Ketoconazole broadly inhibits cytochrome P450s [73], and so its suppression of feeding by developing S. stercoralis iL3 could result from inhibition of multiple such enzymes, including the ortholog of C. elegans DAF-9. To address this uncertainty, we asked what proportion of the observed suppression of feeding by ketoconazole could be attributable to depletion of Δ7-DA or a similar developmental regulatory steroid from the worms. To this end, we cultured iL3 in permissive medium (DMEM) containing either 35 μM ketoconazole alone or in 35 μM ketoconazole supplemented with increasing concentrations of Δ7-DA. In DMEM with 35 μM ketoconazole, Δ7-DA restored feeding responses among cultured iL3 in a dose-dependent fashion to a maximum of 71.2 ± 16.4% feeding in 400 nM Δ7-DA, compared to 17.1 ± 3.8% feeding in DMEM cultures with 35 μM ketoconazole alone (Fig 5B). This represents a 4-fold increase in feeding over worms cultured in 35 μM ketoconazole alone and accounts for approximately two-thirds of the feeding response seen in non-ketoconazole-treated controls. Mortality, as reflected by the proportion of non-motile (scored as dead) worms, increased as a function of Δ7-DA concentration in the presence of 35 μM ketoconazole (Fig 5B). At concentrations of 200 nM Δ7-DA and higher, the frequency of this mortality was higher than that observed at any concentration of Δ7-DA alone or at comparable levels of ketoconazole (Fig 5A), suggesting a synergistic toxic interaction between ketoconazole and Δ7-DA in this range of concentrations.
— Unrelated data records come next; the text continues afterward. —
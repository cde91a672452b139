//! Sequential per-test coverage generation.

use std::fs;
use std::path::{Path, PathBuf};

use crate::error::{DeltaError, Result};
use crate::model::profile_file_name;
use crate::runner::TestRunner;

/// Run every test alone, in the given order, writing
/// `<out_dir>/<test>.coverprofile` for each. Returns the profile paths.
///
/// Runs never overlap: each one is waited for before the next starts. A test
/// that fails its assertions still leaves a usable profile and is accepted.
/// The first run that produces no profile aborts the step; profiles from
/// earlier runs stay on disk.
pub fn generate_profiles(
    runner: &dyn TestRunner,
    tests: &[String],
    out_dir: &Path,
) -> Result<Vec<PathBuf>> {
    let mut paths = Vec::with_capacity(tests.len());

    for (i, test_name) in tests.iter().enumerate() {
        let path = out_dir.join(profile_file_name(test_name));
        // A leftover file would mask a run that wrote nothing.
        if path.exists() {
            fs::remove_file(&path)?;
        }

        tracing::debug!(test = %test_name, "running {}/{}", i + 1, tests.len());
        let status = runner.run_isolated(test_name, &path)?;

        if !path.is_file() {
            let reason = if status.success {
                "no coverage profile was written".to_string()
            } else {
                stderr_reason(&status.stderr)
            };
            return Err(DeltaError::TestExecutionFailed {
                test_name: test_name.clone(),
                reason,
            });
        }

        if !status.success {
            tracing::warn!(test = %test_name, "test failed; its coverage is still counted");
        }
        paths.push(path);
    }

    tracing::info!(count = paths.len(), "generated coverage profiles");
    Ok(paths)
}

fn stderr_reason(stderr: &str) -> String {
    let trimmed = stderr.trim();
    if trimmed.is_empty() {
        "go test exited with failure".to_string()
    } else {
        trimmed.to_string()
    }
}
The S. stercoralis genome contains 26 cytochrome P450-encoding genes
Our findings that the CYP inhibitor ketoconazole suppresses resumption of feeding by iL3 under host-like culture conditions and that this effect can be partially rescued by Δ7-DA suggest that biosynthesis of a steroidal ligand of Ss-DAF-12 is necessary for this developmental step. The key enzyme for DA biosynthesis in C. elegans is the cytochrome P450 DAF-9, which is homologous to the human CYP27A1 that produces bile acids [25]. In order to identify potential homologs of cytochrome P450-encoding genes in S. stercoralis, including a potential DAF-9 ortholog, we performed reciprocal BLAST searches, followed by manual annotation and correction of the hits to derive putative cytochrome P450 protein sequences (S2 Data). This resulted in the determination of 26 cytochrome P450-encoding genes in S. stercoralis, which were grouped by family and subfamily by standard cytochrome P450 nomenclature [67]. Of the 26 cytochrome P450s, there were 2 subfamilies with several members which, due to their spatial proximity in the genome and sequence similarity, likely arose as a result of tandem gene duplications. These are the CYP3A subfamily, which contains seven genes, and the CYP29A family, which consists of nine.
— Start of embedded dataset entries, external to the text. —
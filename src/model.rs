//! In-memory representation of Go coverage profiles. The profile parser
//! produces these records; the aggregator folds them into a snapshot.

use std::fmt;
use std::str::FromStr;

use crate::error::DeltaError;

/// File extension used for every generated per-test profile.
pub const PROFILE_EXTENSION: &str = "coverprofile";

/// Counter mode declared on the first line of a profile.
#[derive(Debug, Clone, Copy, PartialEq, Eq, Default)]
pub enum Mode {
    #[default]
    Set,
    Count,
    Atomic,
}

impl Mode {
    pub fn as_str(&self) -> &'static str {
        match self {
            Mode::Set => "set",
            Mode::Count => "count",
            Mode::Atomic => "atomic",
        }
    }
}

impl FromStr for Mode {
    type Err = DeltaError;

    fn from_str(s: &str) -> std::result::Result<Self, Self::Err> {
        match s {
            "set" => Ok(Mode::Set),
            "count" => Ok(Mode::Count),
            "atomic" => Ok(Mode::Atomic),
            _ => Err(DeltaError::MalformedProfileLine {
                path: None,
                line_number: 1,
                line: format!("mode: {s}"),
            }),
        }
    }
}

impl fmt::Display for Mode {
    fn fmt(&self, f: &mut fmt::Formatter<'_>) -> fmt::Result {
        f.write_str(self.as_str())
    }
}

/// One line of a coverage profile: a statement group and whether it ran.
#[derive(Debug, Clone, PartialEq, Eq)]
pub struct BranchRecord {
    pub id: String,
    pub statements: u64,
    pub visits: u64,
}

impl BranchRecord {
    #[must_use]
    pub fn visited(&self) -> bool {
        self.visits > 0
    }
}

/// A single test's coverage observation.
#[derive(Debug, Clone, Default)]
pub struct Profile {
    pub test_name: String,
    pub mode: Mode,
    pub records: Vec<BranchRecord>,
}

/// Derive the owning test name from a profile file name: everything before
/// the first '.'.
#[must_use]
pub fn test_name_from_file_name(file_name: &str) -> &str {
    file_name
        .split_once('.')
        .map_or(file_name, |(stem, _)| stem)
}

/// File name under which a test's profile is written.
#[must_use]
pub fn profile_file_name(test_name: &str) -> String {
    format!("{test_name}.{PROFILE_EXTENSION}")
}

#[cfg(test)]
mod tests {
    use super::*;

    #[test]
    fn test_mode_from_str() {
        assert_eq!("set".parse::<Mode>().unwrap(), Mode::Set);
        assert_eq!("count".parse::<Mode>().unwrap(), Mode::Count);
        assert_eq!("atomic".parse::<Mode>().unwrap(), Mode::Atomic);
        assert!("bogus".parse::<Mode>().is_err());
    }

    #[test]
    fn test_test_name_from_file_name() {
        assert_eq!(test_name_from_file_name("TestSum.coverprofile"), "TestSum");
        assert_eq!(test_name_from_file_name("TestSum.extra.coverprofile"), "TestSum");
        assert_eq!(test_name_from_file_name("TestSum"), "TestSum");
    }

    #[test]
    fn test_profile_file_name() {
        assert_eq!(profile_file_name("TestSum"), "TestSum.coverprofile");
    }

    #[test]
    fn test_visited() {
        let mut record = BranchRecord {
            id: "f.go:1.1,2.2".to_string(),
            statements: 2,
            visits: 0,
        };
        assert!(!record.visited());
        record.visits = 3;
        assert!(record.visited());
    }
}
Since C. elegans daf-9 transcripts are up-regulated during reproductive growth and development as well as during dauer exit [28,31,33], we examined the transcript abundance regulation for each of the cytochrome P450 homologs during the S. stercoralis life cycle (S5 Data and S2 Fig). Congruent with the hypothesis that iL3 activation is mediated by a cytochrome P450, we identified several genes that had an increase in transcript abundance from iL3 to in vivo activated L3 –members of the 3A subfamily: Ss-cyp3a23 and Ss-cyp3a27; members of the 29A subfamily: Ss-cyp29a6, Ss-cyp29a13, Ss-cyp29a25, and Ss-cyp29a26; Ss-cyp33e2; and Ss-cyp22a9. We identified Ss-cyp22a9, previously identified as Ss-cyp-9 [19], as the homolog with the closest similarity to Ce-daf-9, based on both its phylogenetic relation to Ce-DAF-9 (S3 Fig) and its increased transcript abundance in developing larvae and during iL3 activation (S2 Fig). Confirmation of Ss-CYP22A9 as the ortholog of Ce-DAF-9 awaits future functional studies.
Discussion
In this study, we hypothesized that DA signaling in S. stercoralis, through the nuclear hormone receptor DAF-12, would stimulate reproductive growth and development, while decreased DAF-12 activity, resulting from a reduction in DA, would cause developmental arrest. We interrogated several developmental checkpoints in S. stercoralis to determine whether DA signaling regulates the parasite's developmental program. Our data suggest that DA regulation of DAF-12 signaling plays an important role in the development of iL3 in this pathogen.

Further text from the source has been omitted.